Hacker News new | ask | show | jobs
by RantyDave 3014 days ago
Have you considered getting a single large volume and sharing it over NFS? If this is a bad idea, why?
2 comments

Another option is to use EFS (AWS version of NFS). It's easy to use/set up. However, EFS costs 3x-12x (gp2-sc1) more than EBS. https://www.fittedcloud.com/blog/aws-elastic-file-system-a-q....
Nfs can be slow and have consistency and locking issues under heavy write loads. Also security isn't often top notch.

It really depends on the use case.

Instead of downvotes, please explain why I'm wrong. Not only do I want to know, but it's helpful to other.

These have been my experiences with nfs. It's great for certain things, especially read heavy ones. It's very not great at write heavy or ones that require locks.

None of these statements are inherently true about NFS. They may be applicable to some deployments or applications of NFS, but they don't hold generally speaking.

NFS is used heavily throughout HPC for workloads that don't require a parallel filesystem (and even then, pNFS is plugging along, even if it's largely ignored in favor of Lustre et al for accessing parallel filesystems.)

It is true that there are some very high performance NFS systems out there, throughput optimized like Isilon, and some IOPS optimized like Tintri. A lot of enterprise virtualization systems store their VM disks on NFS and seem to perform decently.

But in a general sense, when I've seen suggestions to use NFS, it hasn't been the correct solution.
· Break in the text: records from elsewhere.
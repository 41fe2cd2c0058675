use super::Host;
use super::common::{ColorMode, LogLevel, init_logging};
use super::config::Config;
use crate::Result;
use crate::facts::{API_KEY_VARIABLE, ApiKey, Collector, LegacyEsrPolicy, PreviousLines, RunContext, RunDates, client, fetch_metadata};
use crate::metrics::{MetricsTable, compute_derived};
use crate::queries::QueryBuilder;
use crate::reports::{generate_console, generate_xlsx, write_report};
use crate::versions::{Channel, EsrLine};
use camino::Utf8PathBuf;
use chrono::NaiveDate;
use clap::Parser;
use ohno::IntoAppError;
use std::io::Write;
use strum::IntoEnumIterator;

const LOG_TARGET: &str = "   collect";

#[derive(Parser, Debug)]
pub struct CollectArgs {
    /// Also count the previous nightly line in daily metrics
    #[arg(short = 'd', long)]
    pub include_previous_daily: bool,

    /// Also count the previous beta line in beta metrics
    #[arg(short = 'b', long)]
    pub include_previous_beta: bool,

    /// Also count the previous release line in release metrics
    #[arg(short = 'r', long)]
    pub include_previous_release: bool,

    /// Anchor status and ESR metrics on the upcoming ESR line
    #[arg(long)]
    pub esr_next: bool,

    /// Keep installations of legacy ESR lines in total-adi
    #[arg(long)]
    pub include_legacy_esr: bool,

    /// Report date; metrics cover the preceding day [default: today, UTC]
    #[arg(long, value_name = "YYYY-MM-DD")]
    pub date: Option<NaiveDate>,

    /// Path to configuration file (default is `tb-metrics.toml` in the current directory)
    #[arg(long, value_name = "PATH")]
    pub config: Option<Utf8PathBuf>,

    /// Write the spreadsheet to this path instead of a temporary file
    #[arg(long, value_name = "PATH")]
    pub output: Option<Utf8PathBuf>,

    /// Do not open the spreadsheet once written
    #[arg(long)]
    pub no_open: bool,

    /// Bugzilla API key
    #[arg(long, env = API_KEY_VARIABLE, value_name = "KEY", hide_env_values = true)]
    pub bmo_api_key: Option<String>,

    /// Control when to use colored output
    #[arg(long, value_name = "WHEN", default_value = "auto")]
    pub color: ColorMode,

    /// Set the logging level
    #[arg(long, value_name = "LEVEL", default_value = "none")]
    pub log_level: LogLevel,
}

/// Collect every metric, print a summary and export the spreadsheet
///
/// # Errors
///
/// Returns an error if the credential is missing, the configuration is invalid, any
/// remote query fails, a derived ratio cannot be computed, or the report cannot be written
pub async fn collect_metrics<H: Host>(host: &mut H, args: &CollectArgs) -> Result<()> {
    init_logging(args.log_level);

    // checked before anything goes over the network
    let api_key = ApiKey::new(args.bmo_api_key.as_deref())?;

    let base_dir = std::env::current_dir().into_app_err("determining the current directory")?;
    let base_dir = Utf8PathBuf::try_from(base_dir).into_app_err("the current directory is not valid UTF-8")?;
    let config = Config::load(&base_dir, args.config.as_ref())?;

    let dates = args.date.map_or_else(RunDates::today_utc, RunDates::new);
    log::info!(target: LOG_TARGET, "Report date {}, metrics for {}", dates.today(), dates.yesterday());

    let client = client()?;
    let endpoints = config.endpoints();
    let metadata = fetch_metadata(&client, &endpoints.product_details)
        .await
        .into_app_err("retrieving Thunderbird version metadata")?;

    let previous = PreviousLines {
        daily: args.include_previous_daily,
        beta: args.include_previous_beta,
        release: args.include_previous_release,
    };
    let esr_line = if args.esr_next { EsrLine::Next } else { EsrLine::Current };
    let context = RunContext::new(metadata, dates, previous, esr_line).into_app_err("resolving versions")?;

    let builder = QueryBuilder::new(endpoints, config.exclusions(), dates);
    let legacy_esr = LegacyEsrPolicy {
        cutoff: config.legacy_esr_cutoff,
        include: args.include_legacy_esr,
    };

    let mut collector = Collector::new(client, &builder, &context, api_key, legacy_esr);
    let mut table = MetricsTable::new(context.esr_major());
    collector.collect_all(&mut table).await?;
    compute_derived(&mut table).into_app_err("computing derived metrics")?;

    let esr = collector.esr_versions().await.into_app_err("discovering ESR versions")?;

    let mut versions: Vec<(&str, String)> = Channel::iter()
        .map(|channel| (channel.label(), context.versions(channel).to_string()))
        .collect();
    versions.push(("esr versions", esr.all.join(", ")));

    let mut console_output = String::new();
    _ = generate_console(&versions, &table, args.color.use_colors(), &mut console_output);
    let _ = write!(host.output(), "{console_output}");

    let mut workbook = Vec::new();
    generate_xlsx(&table, dates.today(), &mut workbook).into_app_err("generating the spreadsheet")?;
    let path = write_report(&workbook, args.output.as_deref()).into_app_err("writing the spreadsheet")?;
    let _ = writeln!(host.output(), "\nReport written to {path}");

    if !args.no_open
        && let Err(e) = host.open(&path)
    {
        let _ = writeln!(host.error(), "Failed to open the file: {e}");
    }

    Ok(())
}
Like a system that is designed to run on a single server, and someone wants to make it active-active HA by pointing two servers at the same data over NFS. No, that won't work. Or the high IOPS system, and someone wants to move it to a throughput optimized NFS service. Or the team the decided it was a good idea to log from multiple servers to a single file over NFS, and then complained that their log messages were not being written in order. Or having multiple web servers (HA!) serve media off a single NFS server.

In this specific case, if someone is maximizing IOPS per server, it probably isn't a good idea to use a single large volume exported via NFS and share it across them. Max IOPS for gp2 volumes is 10,000, for io1 it is 32,000. Sharing a single 10,000 IOPS volume across a bunch of servers isn't going to get you a bunch of 10,000 IOPS volumes.

Based on my experience, I instinctively question the use of NFS, it is so rarely the right solution in a cloud environment. Sometimes it is the right solution, I'm just saying it is pretty rare.

I used to work at a supercomputing center and nfs wasn't the choice for much of anything. Lustre or AFS were the normal options depending on use case. That was a decade ago.

Also, nfs is bad at applications requiring locks. Perhaps some implementations aren't, but I haven't seen one.

We used pnfs at FNAL across 5000+ physical servers doing analysis of CMS detector data. Worked well.
Interesting. I hadn't used that. Thanks!